- _Your instructions_
Starting at the top of the data and ending with the line that holds "match self.enzymes.keys().find(|key| !enzymes.contains(*key))", transcribe each line exactly; include both ends.
━━━ Input data ━━━
impl ProfileConfig {
    pub fn new() -> Self {
        Self::default()
    }

    pub fn with_enzyme(mut self, enzyme: &str, spec: EnzymeProfileSpec) -> Self {
        self.enzymes.insert(enzyme.to_string(), spec);
        self
    }

    pub fn with_equalized_pore_count(mut self, equalize: bool) -> Self {
        self.equalize_pore_count = equalize;
        self
    }

    /// Profile of the `index`-th enzyme, stage default when not configured
    pub fn spec_for(&self, index: usize, enzyme: &str) -> EnzymeProfileSpec {
        self.enzymes
            .get(enzyme)
            .cloned()
            .unwrap_or_else(|| EnzymeProfileSpec::stage_default(index))
    }

    /// Every configured profile must belong to one of `enzymes`
    pub fn check_enzymes(&self, enzymes: &[String]) -> Result<(), CascadeError> {
        match self.enzymes.keys().find(|key| !enzymes.contains(*key)) {
            Some(key) => Err(CascadeError::Configuration(format!(
                "profile given for unknown enzyme '{}'",
                key
            ))),
            None => Ok(()),
        }
    }

    pub fn from_json(json: &str, enzymes: &[String]) -> Result<Self, CascadeError> {
        let value: Value = serde_json::from_str(json)
            .map_err(|e| CascadeError::Configuration(format!("invalid profile JSON: {}", e)))?;
        Self::from_value(&value, enzymes)
    }

    pub fn from_value(value: &Value, enzymes: &[String]) -> Result<Self, CascadeError> {
        let root = value.as_object().ok_or_else(|| {
            CascadeError::Configuration("profile configuration must be a JSON object".to_string())
        })?;
        let default_fun = match root.get("default_fun") {
            None => "linear".to_string(),
            Some(v) => v
                .as_str()
                .ok_or_else(|| {
                    CascadeError::Configuration("'default_fun' must be a string".to_string())
                })?
                .to_string(),
        };
        let equalize_pore_count = match root.get("adjust_Np") {
            None => false,
            Some(v) => v.as_bool().ok_or_else(|| {
                CascadeError::Configuration("'adjust_Np' must be a boolean".to_string())
            })?,
        };

        let wanted: Vec<String> = enzymes.iter().map(|e| normalize_key(e)).collect();
        if let Some(key) = root
            .keys()
            .filter(|key| key.as_str() != "default_fun" && key.as_str() != "adjust_Np")
            .find(|key| !wanted.contains(&normalize_key(key)))
        {
            return Err(CascadeError::Configuration(format!(
                "profile entry '{}' matches no enzyme of {:?}",
                key, enzymes
            )));
        }

        let mut config = ProfileConfig {
            enzymes: HashMap::new(),
            equalize_pore_count,
        };
        for (index, enzyme) in enzymes.iter().enumerate() {
            let target = normalize_key(enzyme);
            let entry = root
                .iter()
                .find(|(key, _)| normalize_key(key) == target)
                .map(|(_, v)| v);
            let empty = serde_json::Map::new();
            let obj = match entry {
                None => &empty,
                Some(v) => v.as_object().ok_or_else(|| {
                    CascadeError::Configuration(format!("profile of {} must be a JSON object", enzyme))
                })?,
            };
            let fun = match obj.get("fun") {
                None => default_fun.clone(),
                Some(v) => v
                    .as_str()
                    .ok_or_else(|| {
                        CascadeError::Configuration(format!("'fun' of {} must be a string", enzyme))
                    })?
                    .to_string(),
            };
            let mut shape_params = HashMap::new();
            for key in ["x_step_up", "x_step_down", "smoothness"] {
                if let Some(v) = json_number(obj, key, enzyme)? {
                    shape_params.insert(key.to_string(), v);
                }
            }
            let stage = EnzymeProfileSpec::stage_default(index);
            let spec = EnzymeProfileSpec {
                shape: ProfileShape::from_name(&fun, &shape_params)?,
                start: json_number(obj, "start", enzyme)?.unwrap_or(stage.start),
                end: json_number(obj, "end", enzyme)?.unwrap_or(stage.end),
            };
            config.enzymes.insert(enzyme.clone(), spec);
        }
        Ok(config)
    }
}

/// First-order deactivation constants per enzyme, 0 for a stable enzyme
#[derive(Debug, Clone, PartialEq, Default)]
pub struct DecayCoefficients {
    pub rates: HashMap<String, f64>,
}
━━━
- _Answer for the task_
impl ProfileConfig {
    pub fn new() -> Self {
        Self::default()
    }

    pub fn with_enzyme(mut self, enzyme: &str, spec: EnzymeProfileSpec) -> Self {
        self.enzymes.insert(enzyme.to_string(), spec);
        self
    }

    pub fn with_equalized_pore_count(mut self, equalize: bool) -> Self {
        self.equalize_pore_count = equalize;
        self
    }

    /// Profile of the `index`-th enzyme, stage default when not configured
    pub fn spec_for(&self, index: usize, enzyme: &str) -> EnzymeProfileSpec {
        self.enzymes
            .get(enzyme)
            .cloned()
            .unwrap_or_else(|| EnzymeProfileSpec::stage_default(index))
    }

    /// Every configured profile must belong to one of `enzymes`
    pub fn check_enzymes(&self, enzymes: &[String]) -> Result<(), CascadeError> {
        match self.enzymes.keys().find(|key| !enzymes.contains(*key)) {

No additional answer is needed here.